▶ **Exercise requirements**: For the data below, give the number of lines containing "InMemoryReadStore" and nothing more.
Supplied information Start Marker
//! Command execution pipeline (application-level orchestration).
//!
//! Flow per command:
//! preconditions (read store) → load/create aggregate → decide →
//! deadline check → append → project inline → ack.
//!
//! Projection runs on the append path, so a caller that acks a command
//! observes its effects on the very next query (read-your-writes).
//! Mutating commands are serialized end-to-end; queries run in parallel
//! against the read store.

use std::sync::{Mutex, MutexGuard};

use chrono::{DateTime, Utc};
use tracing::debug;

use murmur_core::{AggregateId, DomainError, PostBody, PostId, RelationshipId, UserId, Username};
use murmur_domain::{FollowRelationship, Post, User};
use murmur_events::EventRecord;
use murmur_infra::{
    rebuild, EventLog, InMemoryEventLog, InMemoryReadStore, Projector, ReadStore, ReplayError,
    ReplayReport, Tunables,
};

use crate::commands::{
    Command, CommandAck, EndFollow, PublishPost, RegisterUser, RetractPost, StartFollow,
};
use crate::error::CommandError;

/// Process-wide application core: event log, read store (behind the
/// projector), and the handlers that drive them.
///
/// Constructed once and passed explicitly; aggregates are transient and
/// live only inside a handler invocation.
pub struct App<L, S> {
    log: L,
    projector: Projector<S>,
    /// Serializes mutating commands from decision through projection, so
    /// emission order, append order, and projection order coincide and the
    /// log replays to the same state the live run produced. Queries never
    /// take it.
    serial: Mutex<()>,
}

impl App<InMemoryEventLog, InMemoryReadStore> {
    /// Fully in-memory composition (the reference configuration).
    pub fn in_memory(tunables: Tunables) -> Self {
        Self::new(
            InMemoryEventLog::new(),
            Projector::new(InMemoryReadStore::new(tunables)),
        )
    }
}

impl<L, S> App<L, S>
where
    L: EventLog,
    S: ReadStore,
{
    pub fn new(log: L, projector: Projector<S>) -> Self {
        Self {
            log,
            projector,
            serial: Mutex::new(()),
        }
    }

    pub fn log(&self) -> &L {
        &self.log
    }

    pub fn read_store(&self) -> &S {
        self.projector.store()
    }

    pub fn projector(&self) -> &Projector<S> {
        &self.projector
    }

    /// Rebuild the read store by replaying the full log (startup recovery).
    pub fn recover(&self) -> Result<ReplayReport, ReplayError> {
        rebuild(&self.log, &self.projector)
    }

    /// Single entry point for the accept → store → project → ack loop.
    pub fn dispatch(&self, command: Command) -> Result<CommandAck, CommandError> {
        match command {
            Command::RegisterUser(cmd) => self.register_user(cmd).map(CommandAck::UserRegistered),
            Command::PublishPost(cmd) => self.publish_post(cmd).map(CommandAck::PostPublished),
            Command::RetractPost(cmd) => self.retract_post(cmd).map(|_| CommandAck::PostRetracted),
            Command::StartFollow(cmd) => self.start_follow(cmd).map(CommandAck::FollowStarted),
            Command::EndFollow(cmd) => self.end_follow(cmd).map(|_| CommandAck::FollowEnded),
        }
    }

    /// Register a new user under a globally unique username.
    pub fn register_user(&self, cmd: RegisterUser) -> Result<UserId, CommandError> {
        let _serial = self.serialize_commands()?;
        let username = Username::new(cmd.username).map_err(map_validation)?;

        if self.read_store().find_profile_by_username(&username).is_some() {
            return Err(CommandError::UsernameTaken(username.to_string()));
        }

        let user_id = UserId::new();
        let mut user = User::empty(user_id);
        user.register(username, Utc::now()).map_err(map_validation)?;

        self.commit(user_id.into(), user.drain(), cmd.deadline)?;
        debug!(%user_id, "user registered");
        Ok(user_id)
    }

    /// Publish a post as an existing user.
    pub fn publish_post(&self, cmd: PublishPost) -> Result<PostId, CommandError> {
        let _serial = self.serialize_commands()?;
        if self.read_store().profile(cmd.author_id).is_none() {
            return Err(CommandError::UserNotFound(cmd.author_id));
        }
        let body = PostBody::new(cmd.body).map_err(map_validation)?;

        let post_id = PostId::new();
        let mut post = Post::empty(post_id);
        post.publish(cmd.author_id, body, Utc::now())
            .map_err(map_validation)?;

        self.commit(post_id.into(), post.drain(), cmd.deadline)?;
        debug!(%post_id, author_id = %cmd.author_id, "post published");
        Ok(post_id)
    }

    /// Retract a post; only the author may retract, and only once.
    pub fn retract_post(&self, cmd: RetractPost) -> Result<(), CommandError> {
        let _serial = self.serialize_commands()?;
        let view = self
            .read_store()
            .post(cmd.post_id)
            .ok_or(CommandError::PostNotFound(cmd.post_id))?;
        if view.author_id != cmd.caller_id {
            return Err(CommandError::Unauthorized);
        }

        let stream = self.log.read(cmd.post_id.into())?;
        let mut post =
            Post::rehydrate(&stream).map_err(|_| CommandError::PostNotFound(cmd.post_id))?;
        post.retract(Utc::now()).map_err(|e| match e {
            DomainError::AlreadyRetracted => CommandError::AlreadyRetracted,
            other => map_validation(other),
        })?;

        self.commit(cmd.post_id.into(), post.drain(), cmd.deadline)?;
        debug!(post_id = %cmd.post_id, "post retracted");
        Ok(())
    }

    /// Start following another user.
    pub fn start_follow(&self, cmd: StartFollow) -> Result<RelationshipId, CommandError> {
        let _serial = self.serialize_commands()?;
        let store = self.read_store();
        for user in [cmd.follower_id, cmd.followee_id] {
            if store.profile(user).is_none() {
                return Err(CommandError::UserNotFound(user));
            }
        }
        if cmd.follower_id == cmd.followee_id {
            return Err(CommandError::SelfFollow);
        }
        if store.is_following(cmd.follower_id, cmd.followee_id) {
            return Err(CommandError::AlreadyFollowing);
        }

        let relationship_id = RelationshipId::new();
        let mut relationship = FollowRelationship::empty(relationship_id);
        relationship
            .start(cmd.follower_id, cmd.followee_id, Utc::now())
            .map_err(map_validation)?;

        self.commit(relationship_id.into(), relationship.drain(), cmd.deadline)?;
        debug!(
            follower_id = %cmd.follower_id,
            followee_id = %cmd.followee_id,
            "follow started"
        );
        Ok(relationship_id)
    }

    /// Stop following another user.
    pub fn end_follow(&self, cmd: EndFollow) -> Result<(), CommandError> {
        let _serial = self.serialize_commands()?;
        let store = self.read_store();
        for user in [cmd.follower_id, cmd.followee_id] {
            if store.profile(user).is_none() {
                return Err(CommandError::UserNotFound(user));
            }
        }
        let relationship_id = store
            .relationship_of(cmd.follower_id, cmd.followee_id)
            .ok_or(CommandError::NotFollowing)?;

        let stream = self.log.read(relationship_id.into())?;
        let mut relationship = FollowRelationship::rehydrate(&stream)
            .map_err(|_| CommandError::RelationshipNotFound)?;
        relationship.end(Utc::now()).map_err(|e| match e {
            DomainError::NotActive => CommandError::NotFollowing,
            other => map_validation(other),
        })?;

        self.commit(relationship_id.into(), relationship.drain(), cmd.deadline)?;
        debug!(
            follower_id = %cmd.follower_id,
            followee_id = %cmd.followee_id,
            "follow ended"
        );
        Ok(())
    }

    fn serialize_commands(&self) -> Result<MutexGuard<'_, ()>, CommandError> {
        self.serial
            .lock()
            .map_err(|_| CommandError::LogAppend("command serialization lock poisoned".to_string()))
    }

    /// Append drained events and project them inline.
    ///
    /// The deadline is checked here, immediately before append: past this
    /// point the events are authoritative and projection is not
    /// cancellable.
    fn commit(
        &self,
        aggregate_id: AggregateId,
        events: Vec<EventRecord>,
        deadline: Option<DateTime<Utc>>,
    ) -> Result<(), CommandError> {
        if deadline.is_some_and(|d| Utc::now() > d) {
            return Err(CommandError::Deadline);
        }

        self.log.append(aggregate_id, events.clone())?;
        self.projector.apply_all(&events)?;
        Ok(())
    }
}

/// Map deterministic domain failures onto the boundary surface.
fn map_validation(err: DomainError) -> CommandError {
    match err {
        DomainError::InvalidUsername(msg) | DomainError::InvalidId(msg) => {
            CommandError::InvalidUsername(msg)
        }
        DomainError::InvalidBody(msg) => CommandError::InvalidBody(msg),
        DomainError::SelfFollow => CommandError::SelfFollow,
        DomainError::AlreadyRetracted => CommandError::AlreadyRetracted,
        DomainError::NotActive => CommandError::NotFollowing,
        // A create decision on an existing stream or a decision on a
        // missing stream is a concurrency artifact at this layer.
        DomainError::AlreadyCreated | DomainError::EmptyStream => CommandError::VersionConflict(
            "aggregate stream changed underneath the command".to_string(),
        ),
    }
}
Supplied information End Marker
▶ **Answer for this exercise**: 3